An der Technischen und der Freien Universität stehen die entscheidenden Vollversammlungen am heutigen Mittwoch bevor. Das K von „Streik“ hängt schlaff am Mathegebäude der Technischen Universität hinunter. Rot ist es und verdreht, doch mit einer Ecke hält es sich noch an der Fassade. Auch wenn Florian es von seinem Infostand im Hauptgebäude der TU auf der anderen Straßenseite nicht sehen kann, gibt es doch ziemlich exakt Auskunft über seine Stimmungslage: Florian ist verunsichert. Florian ist frustriert. Florian ist kämpferisch. Die Studenten strömen durch die düsteren Flure der TU wie lange nicht mehr, doch an seinem Tisch mit dem Streikmaterial bleibt kaum mal einer stehen, und wenn doch, dann muss er immer wieder die gleiche Frage beantworten: „Streikt ihr überhaupt noch?“

Das kann Florian, Energie- und Verfahrenstechniker im ersten Semester, schon die Laune verderben, und dabei möchte er gerne daran glauben, dass es auch nach der Vollversammlung am heutigen Mittwoch mit dem Streik an der TU weitergeht.

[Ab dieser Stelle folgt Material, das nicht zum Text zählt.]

//! Feature errors

use std::fmt;

/// The kind of feature error
#[derive(Debug, Clone, PartialEq, Eq)]
pub enum ErrorKind {
    /// Step handler marked itself as not yet implemented
    Pending,
    /// Table row cell count differs from its header row
    MalformedTable,
    /// Capture accessor called past the last capture group
    CaptureOverflow,
    /// Step pattern is not a valid regular expression
    InvalidPattern,
    /// Step handler raised an error
    HandlerFailed,
    /// IO error
    Io,
}

/// A feature error with file/line context
#[derive(Debug, Clone)]
pub struct FeatureError {
    pub kind: ErrorKind,
    pub message: String,
    pub file: Option<String>,
    pub line: Option<usize>,
}

impl FeatureError {
    pub fn new(kind: ErrorKind, message: impl Into<String>) -> Self {
        Self {
            kind,
            message: message.into(),
            file: None,
            line: None,
        }
    }

    pub fn with_location(mut self, file: impl Into<String>, line: usize) -> Self {
        self.file = Some(file.into());
        self.line = Some(line);
        self
    }

    pub fn with_line(mut self, line: usize) -> Self {
        self.line = Some(line);
        self
    }

    /// Attach a file name, keeping any line number already recorded.
    pub fn with_file(mut self, file: impl Into<String>) -> Self {
        self.file = Some(file.into());
        self
    }

    pub fn pending() -> Self {
        Self::new(ErrorKind::Pending, "Pending")
    }

    pub fn malformed_table(expected: usize, found: usize, row: &str) -> Self {
        Self::new(
            ErrorKind::MalformedTable,
            format!(
                "Wrong number of fields in table row [{}] - expected {} fields but found {}",
                row.trim(),
                expected,
                found
            ),
        )
    }

    pub fn capture_overflow(available: usize) -> Self {
        Self::new(
            ErrorKind::CaptureOverflow,
            format!(
                "capture accessor called too many times ({} capture group(s) available)",
                available
            ),
        )
    }

    pub fn invalid_pattern(pattern: &str, err: impl fmt::Display) -> Self {
        Self::new(
            ErrorKind::InvalidPattern,
            format!("invalid step pattern {:?}: {}", pattern, err),
        )
    }

    pub fn handler(msg: impl Into<String>) -> Self {
        Self::new(ErrorKind::HandlerFailed, msg)
    }

    pub fn is_pending(&self) -> bool {
        self.kind == ErrorKind::Pending
    }
}

/// Mark the calling step handler as pending.
///
/// ```rust
/// # use emx_gherkin::{Engine, pending};
/// let mut engine = Engine::new();
/// engine.given("^a feature nobody wrote yet$", |_| pending()).unwrap();
/// ```
pub fn pending() -> Result<(), FeatureError> {
    Err(FeatureError::pending())
}

impl fmt::Display for FeatureError {
    fn fmt(&self, f: &mut fmt::Formatter<'_>) -> fmt::Result {
        if let Some(ref file) = self.file {
            write!(f, "{}:", file)?;
        }
        if let Some(line) = self.line {
            write!(f, "{}:", line)?;
        }
        if self.file.is_some() || self.line.is_some() {
            write!(f, " ")?;
        }
        write!(f, "{}", self.message)
    }
}

impl std::error::Error for FeatureError {}

impl From<std::io::Error> for FeatureError {
    fn from(e: std::io::Error) -> Self {
        Self::new(ErrorKind::Io, e.to_string())
    }
}

impl From<String> for FeatureError {
    fn from(msg: String) -> Self {
        Self::handler(msg)
    }
}

impl From<&str> for FeatureError {
    fn from(msg: &str) -> Self {
        Self::handler(msg)
    }
}
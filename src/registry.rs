//! Step registry
//!
//! Holds `(pattern, handler)` pairs in registration order and dispatches a
//! step's text to the first pattern that matches. Handlers receive a
//! [`World`] giving sequential access to capture groups, the step's table
//! rows, and an error buffer for assertion failures.

use std::fmt;

use regex::Regex;

use crate::error::FeatureError;
use crate::model::TableRow;

/// A boxed step handler
pub type StepHandler = Box<dyn Fn(&mut World<'_>) -> Result<(), FeatureError>>;

/// Context handed to a step handler
pub struct World<'a> {
    /// Capture groups 1..N; group 0 is not exposed
    captures: Vec<String>,
    next: usize,
    table: &'a [TableRow],
    errors: String,
    failed: bool,
    overflow: Option<FeatureError>,
}

impl<'a> World<'a> {
    fn new(captures: Vec<String>, table: &'a [TableRow]) -> Self {
        Self {
            captures,
            next: 0,
            table,
            errors: String::new(),
            failed: false,
            overflow: None,
        }
    }

    /// Return the next capture group, starting at group 1.
    ///
    /// Groups that did not participate in the match read as an empty
    /// string. Calling this more times than there are groups is an error,
    /// and the step is reported as failing fatally even if the handler
    /// ignores the returned `Err`.
    pub fn capture(&mut self) -> Result<String, FeatureError> {
        match self.captures.get(self.next) {
            Some(value) => {
                self.next += 1;
                Ok(value.clone())
            }
            None => {
                let err = FeatureError::capture_overflow(self.captures.len());
                self.overflow = Some(err.clone());
                Err(err)
            }
        }
    }

    /// Number of capture groups in the matched pattern
    pub fn capture_count(&self) -> usize {
        self.captures.len()
    }

    /// Table rows attached to the step, empty if none
    pub fn table(&self) -> &[TableRow] {
        self.table
    }

    /// Record an assertion failure; the step is reported as failed
    pub fn fail(&mut self, message: impl fmt::Display) {
        self.failed = true;
        self.errors.push_str(&message.to_string());
        if !self.errors.ends_with('\n') {
            self.errors.push('\n');
        }
    }

    /// Record a failure unless `actual == expected`
    pub fn check_eq<T: PartialEq + fmt::Debug>(&mut self, actual: T, expected: T) {
        if actual != expected {
            self.fail(format_args!("expected {:?}, got {:?}", expected, actual));
        }
    }

    pub fn has_failed(&self) -> bool {
        self.failed
    }
}

impl fmt::Write for World<'_> {
    fn write_str(&mut self, s: &str) -> fmt::Result {
        self.failed = true;
        self.errors.push_str(s);
        Ok(())
    }
}

/// A registered step definition
pub struct StepDef {
    pattern: Regex,
    handler: StepHandler,
}

impl StepDef {
    pub fn pattern(&self) -> &str {
        self.pattern.as_str()
    }
}

/// Result of invoking a matched handler
#[derive(Debug)]
pub struct Invocation {
    /// The pattern that matched
    pub pattern: String,
    /// What the handler returned; a capture overflow overrides `Ok`
    pub result: Result<(), FeatureError>,
    /// Text written to the error buffer
    pub errors: String,
    /// Whether anything was written to the error buffer
    pub failed: bool,
}

/// Ordered collection of step definitions
#[derive(Default)]
pub struct StepRegistry {
    defs: Vec<StepDef>,
}

impl StepRegistry {
    pub fn new() -> Self {
        Self::default()
    }

    /// Compile `pattern` and append it. Anchoring is up to the caller.
    pub fn register<F>(&mut self, pattern: &str, handler: F) -> Result<(), FeatureError>
    where
        F: Fn(&mut World<'_>) -> Result<(), FeatureError> + 'static,
    {
        let regex = Regex::new(pattern).map_err(|e| FeatureError::invalid_pattern(pattern, e))?;
        self.defs.push(StepDef {
            pattern: regex,
            handler: Box::new(handler),
        });
        Ok(())
    }

    pub fn len(&self) -> usize {
        self.defs.len()
    }

    pub fn is_empty(&self) -> bool {
        self.defs.is_empty()
    }

    pub fn defs(&self) -> &[StepDef] {
        &self.defs
    }

    /// Find the first definition matching `text`
    pub fn find(&self, text: &str) -> Option<&StepDef> {
        self.defs.iter().find(|d| d.pattern.is_match(text))
    }

    /// Invoke the first definition whose pattern matches `text`.
    ///
    /// Returns `None` if nothing matches; no handler runs in that case.
    pub fn dispatch(&self, text: &str, table: &[TableRow]) -> Option<Invocation> {
        let def = self.find(text)?;
        let captures: Vec<String> = match def.pattern.captures(text) {
            Some(caps) => caps
                .iter()
                .skip(1)
                .map(|m| m.map(|m| m.as_str().to_string()).unwrap_or_default())
                .collect(),
            None => Vec::new(),
        };

        let mut world = World::new(captures, table);
        let mut result = (def.handler)(&mut world);
        if let Some(overflow) = world.overflow.take() {
            if result.as_ref().map_or_else(FeatureError::is_pending, |_| true) {
                result = Err(overflow);
            }
        }

        Some(Invocation {
            pattern: def.pattern().to_string(),
            result,
            errors: world.errors,
            failed: world.failed,
        })
    }
}

#[cfg(test)]
mod tests {
    use super::*;
    use crate::error::{pending, ErrorKind};
    use std::cell::{Cell, RefCell};
    use std::fmt::Write;
    use std::rc::Rc;

    #[test]
    fn test_first_match_wins() {
        let mut reg = StepRegistry::new();
        let first = Rc::new(Cell::new(false));
        let second = Rc::new(Cell::new(false));
        let f = first.clone();
        reg.register(".", move |_| {
            f.set(true);
            Ok(())
        })
        .unwrap();
        let s = second.clone();
        reg.register(".", move |_| {
            s.set(true);
            Ok(())
        })
        .unwrap();

        let inv = reg.dispatch("only the first step is called", &[]).unwrap();
        assert_eq!(inv.pattern, ".");
        assert!(first.get());
        assert!(!second.get());
    }

    #[test]
    fn test_no_match_is_none() {
        let mut reg = StepRegistry::new();
        reg.register("^A", |_| Ok(())).unwrap();
        assert!(reg.dispatch("the first setup", &[]).is_none());
    }

    #[test]
    fn test_invalid_pattern() {
        let mut reg = StepRegistry::new();
        let err = reg.register("(unclosed", |_| Ok(())).unwrap_err();
        assert_eq!(err.kind, ErrorKind::InvalidPattern);
        assert!(reg.is_empty());
    }

    #[test]
    fn test_captures_sequential() {
        let mut reg = StepRegistry::new();
        let seen = Rc::new(RefCell::new(Vec::new()));
        let s = seen.clone();
        reg.register(r"^(\w+) has (\d+) (apples)?$", move |w| {
            assert_eq!(w.capture_count(), 3);
            for _ in 0..3 {
                s.borrow_mut().push(w.capture()?);
            }
            Ok(())
        })
        .unwrap();

        let inv = reg.dispatch("bob has 3 ", &[]).unwrap();
        assert!(inv.result.is_ok());
        assert_eq!(*seen.borrow(), vec!["bob", "3", ""]);
    }

    #[test]
    fn test_capture_overflow_is_error() {
        let mut reg = StepRegistry::new();
        reg.register("(thing)", |w| {
            w.capture()?;
            w.capture()?;
            Ok(())
        })
        .unwrap();
        let inv = reg.dispatch("thing", &[]).unwrap();
        let err = inv.result.unwrap_err();
        assert_eq!(err.kind, ErrorKind::CaptureOverflow);
        assert!(err.message.contains("called too many times"));
    }

    #[test]
    fn test_capture_overflow_not_swallowed() {
        let mut reg = StepRegistry::new();
        reg.register(".", |w| {
            let _ = w.capture();
            Ok(())
        })
        .unwrap();
        let inv = reg.dispatch(".", &[]).unwrap();
        assert_eq!(inv.result.unwrap_err().kind, ErrorKind::CaptureOverflow);
    }

    #[test]
    fn test_capture_overflow_not_hidden_by_pending() {
        let mut reg = StepRegistry::new();
        reg.register("^no groups$", |w| {
            let _ = w.capture();
            pending()
        })
        .unwrap();
        let inv = reg.dispatch("no groups", &[]).unwrap();
        assert_eq!(inv.result.unwrap_err().kind, ErrorKind::CaptureOverflow);
    }

    #[test]
    fn test_pending_passed_through() {
        let mut reg = StepRegistry::new();
        reg.register(".", |_| pending()).unwrap();
        let inv = reg.dispatch("x", &[]).unwrap();
        assert!(inv.result.unwrap_err().is_pending());
    }

    #[test]
    fn test_error_buffer_marks_failed() {
        let mut reg = StepRegistry::new();
        reg.register("^write$", |w| {
            write!(w, "expected {} got {}", 1, 2).unwrap();
            Ok(())
        })
        .unwrap();
        reg.register("^check$", |w| {
            w.check_eq(1, 1);
            Ok(())
        })
        .unwrap();

        let inv = reg.dispatch("write", &[]).unwrap();
        assert!(inv.failed);
        assert_eq!(inv.errors, "expected 1 got 2");
        assert!(inv.result.is_ok());

        let inv = reg.dispatch("check", &[]).unwrap();
        assert!(!inv.failed);
        assert!(inv.errors.is_empty());
    }

    #[test]
    fn test_table_rows_exposed() {
        let mut reg = StepRegistry::new();
        let got = Rc::new(RefCell::new(Vec::new()));
        let g = got.clone();
        reg.register(".", move |w| {
            g.borrow_mut().extend(w.table().iter().cloned());
            Ok(())
        })
        .unwrap();

        let row: TableRow = [("name".to_string(), "Bob".to_string())].into_iter().collect();
        reg.dispatch("people", std::slice::from_ref(&row)).unwrap();
        assert_eq!(*got.borrow(), vec![row]);
    }
}
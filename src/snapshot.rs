//! Time-gated display snapshots.
//!
//! Once per interval the scheduler asks the display surface to render the
//! current view to a timestamped PNG. The interval anchor is owned here and
//! reset only by its own trigger; the unconditional final snapshot at
//! shutdown bypasses the gate entirely.

use std::path::PathBuf;
use std::time::{Duration, Instant};

use chrono::Local;
use tracing::info;

use crate::config::defaults::SNAPSHOT_PREFIX;
use crate::display::{DisplayError, DisplaySurface};

pub struct SnapshotScheduler {
    interval: Duration,
    last_snapshot: Instant,
    images_dir: PathBuf,
    count: u64,
}

impl SnapshotScheduler {
    pub fn new(images_dir: PathBuf, interval: Duration) -> Self {
        Self {
            interval,
            last_snapshot: Instant::now(),
            images_dir,
            count: 0,
        }
    }

    /// Trigger a periodic snapshot if the interval has elapsed since the
    /// last one; otherwise a no-op.
    ///
    /// The anchor resets as soon as the gate opens, even if rendering then
    /// fails — a failed render is reported once, not retried every
    /// iteration.
    pub fn maybe_trigger<S: DisplaySurface + ?Sized>(
        &mut self,
        now: Instant,
        display: &S,
    ) -> Result<Option<PathBuf>, DisplayError> {
        if now.duration_since(self.last_snapshot) < self.interval {
            return Ok(None);
        }
        self.last_snapshot = now;
        self.render(SNAPSHOT_PREFIX, display).map(Some)
    }

    /// Unconditional snapshot, independent of the interval gate. Used for
    /// the one-time final capture at shutdown.
    pub fn force_trigger<S: DisplaySurface + ?Sized>(
        &mut self,
        prefix: &str,
        display: &S,
    ) -> Result<PathBuf, DisplayError> {
        self.render(prefix, display)
    }

    /// Snapshots successfully rendered so far.
    pub fn count(&self) -> u64 {
        self.count
    }

    fn render<S: DisplaySurface + ?Sized>(
        &mut self,
        prefix: &str,
        display: &S,
    ) -> Result<PathBuf, DisplayError> {
        let stamp = Local::now().format("%Y-%m-%d_%H-%M-%S");
        let path = self.images_dir.join(format!("{prefix}_{stamp}.png"));
        display.render_to_file(&path)?;
        self.count += 1;
        info!(path = %path.display(), "Snapshot saved");
        Ok(path)
    }
}
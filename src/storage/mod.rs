//! Durable storage for acquired samples.

pub mod paths;
pub mod sink;

pub use paths::{ensure_output_dirs, unique_path};
pub use sink::{PersistenceSink, StorageError};
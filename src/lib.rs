//! tacholog — tachogenerator acquisition and logging.
//!
//! Continuously samples one analogue channel, converts raw ADC codes to
//! voltage and spindle RPM, keeps a bounded sliding window for the live
//! display plus an unbounded run log, persists every sample to a CSV row
//! store as it is taken, and on shutdown writes the full log to an XLSX
//! workbook and captures a final display snapshot. SIGINT/SIGTERM trigger a
//! cooperative drain that never loses buffered work.

pub mod acquisition;
pub mod buffer;
pub mod config;
pub mod convert;
pub mod display;
pub mod shutdown;
pub mod snapshot;
pub mod storage;
pub mod types;

pub use acquisition::{AcquisitionRig, DeviceError, Gain, RigConfig, RigState, RunReport, SamplingDevice};
pub use buffer::{DisplayFrame, FrameReader, SampleLog, SlidingWindow};
pub use config::AppConfig;
pub use convert::Converter;
pub use display::{ChartDisplay, DisplayError, DisplaySurface, NullDisplay, SharedDisplay};
pub use shutdown::ShutdownCoordinator;
pub use snapshot::SnapshotScheduler;
pub use storage::{PersistenceSink, StorageError};
pub use types::Sample;
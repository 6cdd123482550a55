//! The acquisition loop: sample → convert → buffer → persist → display.
//!
//! One [`AcquisitionRig`] instance owns all loop state (window, log, summary
//! accumulator, failure counters), so independent rigs can run in the same
//! process without cross-contamination. The loop polls the shutdown flag at
//! the top of every iteration; once observed, the in-flight iteration
//! finishes, the one-time finalization sequence runs (bulk spreadsheet, then
//! final snapshot — each failure reported independently), and the rig stops.

use std::path::{Path, PathBuf};
use std::time::{Duration, Instant};

use chrono::Local;
use tokio::time::MissedTickBehavior;
use tracing::{debug, error, info, warn};

use super::device::{validate_code, Gain, SamplingDevice};
use crate::buffer::{FrameReader, SampleLog, SlidingWindow};
use crate::config::defaults::{CONSECUTIVE_READ_FAILURE_WARN, FINAL_SNAPSHOT_PREFIX};
use crate::config::AppConfig;
use crate::convert::Converter;
use crate::display::SharedDisplay;
use crate::shutdown::ShutdownCoordinator;
use crate::snapshot::SnapshotScheduler;
use crate::storage::PersistenceSink;
use crate::types::Sample;

// ============================================================================
// Loop configuration
// ============================================================================

/// Runtime knobs for one acquisition run, derived from [`AppConfig`].
#[derive(Debug, Clone)]
pub struct RigConfig {
    pub channel: u8,
    pub gain: Gain,
    /// Pacing period between iterations.
    pub period: Duration,
    /// Width of the coarse speed-summary window.
    pub summary_window: Duration,
    /// Integrated model redraws every iteration; the split model leaves
    /// redrawing to the 1 Hz refresh task.
    pub redraw_each_iteration: bool,
    /// Optional capture limit: request shutdown once this many samples have
    /// been logged.
    pub max_samples: Option<u64>,
}

impl RigConfig {
    pub fn from_app(config: &AppConfig) -> Self {
        Self {
            channel: config.adc.channel,
            gain: config.adc.gain,
            period: Duration::from_millis(config.sampling.period_ms),
            summary_window: Duration::from_secs(config.sampling.summary_window_secs),
            redraw_each_iteration: true,
            max_samples: None,
        }
    }
}

/// Loop lifecycle. `Draining` means shutdown was observed and the in-flight
/// iteration is being finished; `Stopped` is terminal.
#[derive(Debug, Clone, Copy, PartialEq, Eq)]
pub enum RigState {
    Running,
    Draining,
    Stopped,
}

/// Final run statistics returned by [`AcquisitionRig::run`].
#[derive(Debug)]
pub struct RunReport {
    pub samples: u64,
    pub device_errors: u64,
    /// Rows whose incremental append failed; the data loss was reported
    /// loudly at the time.
    pub rows_lost: u64,
    pub snapshots: u64,
    pub csv_path: PathBuf,
    pub bulk_path: Option<PathBuf>,
}

// ============================================================================
// Summary window
// ============================================================================

/// Coarse time-based accumulator for the periodic average-speed summary.
///
/// Independent of the display sliding window by design: summary granularity
/// is seconds and the accumulator clears on every roll-over, while the
/// display window is sample-count based and evicts one-at-a-time.
pub struct SummaryWindow {
    width: Duration,
    started: Instant,
    speeds: Vec<f64>,
}

impl SummaryWindow {
    pub fn new(width: Duration) -> Self {
        Self {
            width,
            started: Instant::now(),
            speeds: Vec::new(),
        }
    }

    pub fn record(&mut self, speed: f64) {
        self.speeds.push(speed);
    }

    /// If the window has elapsed, reset it and return the mean speed of the
    /// samples collected in it (`None` when the window was empty).
    pub fn roll_over(&mut self, now: Instant) -> Option<f64> {
        if now.duration_since(self.started) < self.width {
            return None;
        }
        self.started = now;
        if self.speeds.is_empty() {
            return None;
        }
        #[allow(clippy::cast_precision_loss)]
        let mean = self.speeds.iter().sum::<f64>() / self.speeds.len() as f64;
        self.speeds.clear();
        Some(mean)
    }
}

// ============================================================================
// Acquisition rig
// ============================================================================

pub struct AcquisitionRig<D: SamplingDevice> {
    cfg: RigConfig,
    device: D,
    converter: Converter,
    window: SlidingWindow,
    log: SampleLog,
    sink: PersistenceSink,
    snapshots: SnapshotScheduler,
    display: SharedDisplay,
    shutdown: ShutdownCoordinator,
    summary: SummaryWindow,
    state: RigState,
    started: Instant,
    consecutive_read_failures: u32,
    device_errors: u64,
    rows_lost: u64,
    finalized: bool,
}

impl<D: SamplingDevice> AcquisitionRig<D> {
    #[allow(clippy::too_many_arguments)]
    pub fn new(
        cfg: RigConfig,
        device: D,
        converter: Converter,
        window_capacity: usize,
        sink: PersistenceSink,
        snapshots: SnapshotScheduler,
        display: SharedDisplay,
        shutdown: ShutdownCoordinator,
    ) -> Self {
        let summary = SummaryWindow::new(cfg.summary_window);
        Self {
            cfg,
            device,
            converter,
            window: SlidingWindow::new(window_capacity),
            log: SampleLog::new(),
            sink,
            snapshots,
            display,
            shutdown,
            summary,
            state: RigState::Running,
            started: Instant::now(),
            consecutive_read_failures: 0,
            device_errors: 0,
            rows_lost: 0,
            finalized: false,
        }
    }

    pub fn state(&self) -> RigState {
        self.state
    }

    /// Read handle for the display-refresh path (split model).
    pub fn reader(&self) -> FrameReader {
        self.window.reader()
    }

    pub fn samples_logged(&self) -> usize {
        self.log.len()
    }

    pub fn csv_path(&self) -> &Path {
        self.sink.csv_path()
    }

    /// Run until shutdown is requested, then finalize exactly once.
    pub async fn run(mut self) -> RunReport {
        info!(
            device = self.device.device_name(),
            channel = self.cfg.channel,
            period_ms = self.cfg.period.as_millis() as u64,
            csv = %self.sink.csv_path().display(),
            "Acquisition started"
        );

        let mut ticker = tokio::time::interval(self.cfg.period);
        ticker.set_missed_tick_behavior(MissedTickBehavior::Delay);
        let shutdown = self.shutdown.clone();

        loop {
            // The shutdown flag is observed once per iteration, at the top.
            if shutdown.is_shutdown_requested() {
                self.state = RigState::Draining;
                break;
            }
            tokio::select! {
                () = shutdown.cancelled() => {
                    // Observed at the top of the next pass.
                }
                _ = ticker.tick() => {
                    self.step().await;
                    if let Some(max) = self.cfg.max_samples {
                        if self.log.len() as u64 >= max {
                            info!(samples = max, "Capture limit reached");
                            shutdown.request_shutdown();
                        }
                    }
                }
            }
        }

        self.finalize();
        self.into_report()
    }

    /// One acquisition iteration: acquire, convert, buffer, persist,
    /// redraw, snapshot, summarise. Iteration-local errors are reported and
    /// never escape.
    pub async fn step(&mut self) {
        let reading = self
            .device
            .read_channel(self.cfg.channel, self.cfg.gain)
            .await
            .and_then(|code| validate_code(self.cfg.channel, code));
        let code = match reading {
            Ok(code) => code,
            Err(e) => {
                self.device_errors += 1;
                self.consecutive_read_failures += 1;
                warn!(channel = self.cfg.channel, error = %e, "Device read failed — skipping iteration");
                if self.consecutive_read_failures >= CONSECUTIVE_READ_FAILURE_WARN {
                    warn!(
                        consecutive = self.consecutive_read_failures,
                        "Sampling device persistently failing"
                    );
                }
                return;
            }
        };
        self.consecutive_read_failures = 0;

        let voltage = self.converter.voltage(code);
        let speed = self.converter.speed(voltage);
        let sample = Sample {
            timestamp: Local::now(),
            elapsed_secs: self.started.elapsed().as_secs_f64(),
            voltage,
            speed,
        };
        debug!(
            duty_pct = self.converter.duty_cycle_percent(voltage),
            voltage,
            rpm = speed,
            "Sample acquired"
        );

        self.window.push(sample.clone());
        self.log.append(sample.clone());

        // Durability invariant: the row is flushed before the next sample is
        // acquired. A failed append loses exactly this row — reported, never
        // silently swallowed.
        if let Err(e) = self.sink.append_row(&sample) {
            self.rows_lost += 1;
            error!(error = %e, "Incremental append failed — row lost");
        }

        match self.display.lock() {
            Ok(mut surface) => {
                if self.cfg.redraw_each_iteration {
                    surface.redraw(&self.window.snapshot());
                }
                if let Err(e) = self.snapshots.maybe_trigger(Instant::now(), &*surface) {
                    error!(error = %e, "Periodic snapshot failed");
                }
            }
            Err(_) => warn!("Display lock poisoned — skipping redraw and snapshot"),
        }

        self.summary.record(speed);
        if let Some(avg) = self.summary.roll_over(Instant::now()) {
            self.window.set_avg_speed(avg);
            info!(avg_rpm = avg, "Average speed over summary window");
        }
    }

    /// One-time finalization: bulk spreadsheet write, then the forced final
    /// snapshot. The steps are independent — a failure in one is reported
    /// and the next still runs.
    fn finalize(&mut self) {
        if self.finalized {
            return;
        }
        self.finalized = true;

        info!(samples = self.log.len(), "Draining — running finalization");

        match self.sink.write_bulk(self.log.all()) {
            Ok(path) => {
                info!(path = %path.display(), rows = self.log.len(), "Bulk spreadsheet written");
            }
            Err(e) => error!(error = %e, "Bulk spreadsheet write failed"),
        }

        match self.display.lock() {
            Ok(surface) => {
                match self.snapshots.force_trigger(FINAL_SNAPSHOT_PREFIX, &*surface) {
                    Ok(path) => info!(path = %path.display(), "Final snapshot saved"),
                    Err(e) => error!(error = %e, "Final snapshot failed"),
                }
            }
            Err(_) => warn!("Display lock poisoned — final snapshot skipped"),
        }

        self.state = RigState::Stopped;
    }

    fn into_report(self) -> RunReport {
        let bulk_path = {
            let p = self.sink.bulk_path();
            p.exists().then(|| p.to_path_buf())
        };
        RunReport {
            samples: self.log.len() as u64,
            device_errors: self.device_errors,
            rows_lost: self.rows_lost,
            snapshots: self.snapshots.count(),
            csv_path: self.sink.csv_path().to_path_buf(),
            bulk_path,
        }
    }
}

#[cfg(test)]
mod tests {
    use super::*;
    use std::io::{self, Write};
    use std::sync::{Arc, Mutex};

    use crate::acquisition::{SyntheticDevice, SyntheticProfile};
    use crate::config::ConversionConfig;
    use crate::display::NullDisplay;

    /// Accepts the first write (the CSV header), then refuses everything.
    #[derive(Default)]
    struct FaultyWriter {
        writes: usize,
    }

    impl Write for FaultyWriter {
        fn write(&mut self, buf: &[u8]) -> io::Result<usize> {
            self.writes += 1;
            if self.writes == 1 {
                Ok(buf.len())
            } else {
                Err(io::Error::new(io::ErrorKind::Other, "row store unwritable"))
            }
        }

        fn flush(&mut self) -> io::Result<()> {
            Ok(())
        }
    }

    /// A failing incremental append loses exactly that row: the sample still
    /// reaches the log and the window, the loss is counted, and the run
    /// finishes with finalization intact.
    #[tokio::test]
    async fn failed_append_loses_the_row_but_not_the_sample() {
        let tmp = tempfile::tempdir().expect("tempdir");
        let images_dir = tmp.path().join("images");
        std::fs::create_dir_all(&images_dir).expect("images dir");

        let sink = PersistenceSink::from_writer(
            Box::new(FaultyWriter::default()),
            tmp.path().join("test.csv"),
            tmp.path().join("test.xlsx"),
        )
        .expect("header write accepted");

        let cfg = RigConfig {
            channel: 0,
            gain: Gain::One,
            period: Duration::from_millis(1),
            summary_window: Duration::from_secs(3600),
            redraw_each_iteration: true,
            max_samples: Some(2),
        };
        let converter = Converter::new(Gain::One, &ConversionConfig::default());
        let device = SyntheticDevice::with_seed(SyntheticProfile::default(), 3);
        let display: SharedDisplay = Arc::new(Mutex::new(NullDisplay));
        let scheduler = SnapshotScheduler::new(images_dir, Duration::from_secs(3600));

        let rig = AcquisitionRig::new(
            cfg,
            device,
            converter,
            60,
            sink,
            scheduler,
            display,
            ShutdownCoordinator::new(),
        );
        let report = rig.run().await;

        assert_eq!(report.samples, 2, "samples still logged");
        assert_eq!(report.rows_lost, 2, "every failed append counted");
        assert_eq!(report.device_errors, 0);
        // Finalization ran: the bulk spreadsheet does not depend on the row
        // store and the final snapshot still fires.
        assert!(report.bulk_path.is_some());
        assert_eq!(report.snapshots, 1);
    }

    #[test]
    fn summary_window_reports_the_mean_and_clears() {
        let mut summary = SummaryWindow::new(Duration::ZERO);
        summary.record(1000.0);
        summary.record(2000.0);
        let avg = summary.roll_over(Instant::now()).expect("window elapsed");
        assert!((avg - 1500.0).abs() < 1e-9);
        // Accumulator cleared: next roll-over has nothing to report.
        assert!(summary.roll_over(Instant::now()).is_none());
    }

    #[test]
    fn summary_window_stays_closed_before_the_width() {
        let mut summary = SummaryWindow::new(Duration::from_secs(3600));
        summary.record(1000.0);
        assert!(summary.roll_over(Instant::now()).is_none());
    }

    #[test]
    fn empty_summary_window_resets_without_reporting() {
        let mut summary = SummaryWindow::new(Duration::ZERO);
        assert!(summary.roll_over(Instant::now()).is_none());
    }
}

Bis dahin tröstet sich der 19-Jährige mit dem Erfolg, den die streikenden Studenten kurz vor Weihnachten erzielt haben: „Immerhin haben wir das Kuratorium der TU so weit gebracht, dass es gegen die Einsparungen gestimmt hat.“

Auch auf dem zentralen Campus der Freien Universität in Dahlem erwecken die gut gefüllten Seminarräume und Hörsäle und die langen Schlangen vor der Mensa und der Cafeteria im Hauptgebäude den Eindruck, als wollten die Studierenden nach dem Weihnachtsurlaub endlich wieder zum gewohnten studentischen Alltag zurückkehren. Nur in einzelnen Instituten wie dem Lateinamerika-Institut finden weiterhin keine oder nur alternative Lehrveranstaltungen statt.

„Den anderen ein Signal geben“

„Ich will auf gar keinen Fall, dass das ganze Semester als Streiksemester gilt, ich brauche meine Scheine. Ich fände es besser, wir würden die Aktionen auf einen Tag in der Woche beschränken“, sagt Nadine, die im ersten Semester Erziehungswissenschaften studiert. „Wir müssen im Prinzip wieder ganz von vorne anfangen, die Leute zu mobilisieren", sagt Jennifer Felber vom Streikkomitee. „Um so wichtiger ist es, dass wir bei der Vollversammlung eine Fortführung beschließen, um auch ein Signal für die anderen Unis zu geben.“ Und wenn nicht? Für Juliane, die Nordamerikastudien und Linguistik im 9. Semester studiert, hätte sich der Ausstand dennoch gelohnt: „Wir haben immerhin gezeigt, dass wir nicht alles mit uns machen lassen.“

Wird nun ganz Berlin langsam aber sicher zu einer befriedeten Zone eifrigen Studierens? Nein. Während die Kunststudenten in Weißensee gestern den Streik abbrachen, beschlossen die beiden künstlerischen Hochschulen Hanns Eisler und Ernst Busch bei Vollversammlungen: Streik bis Ende Januar.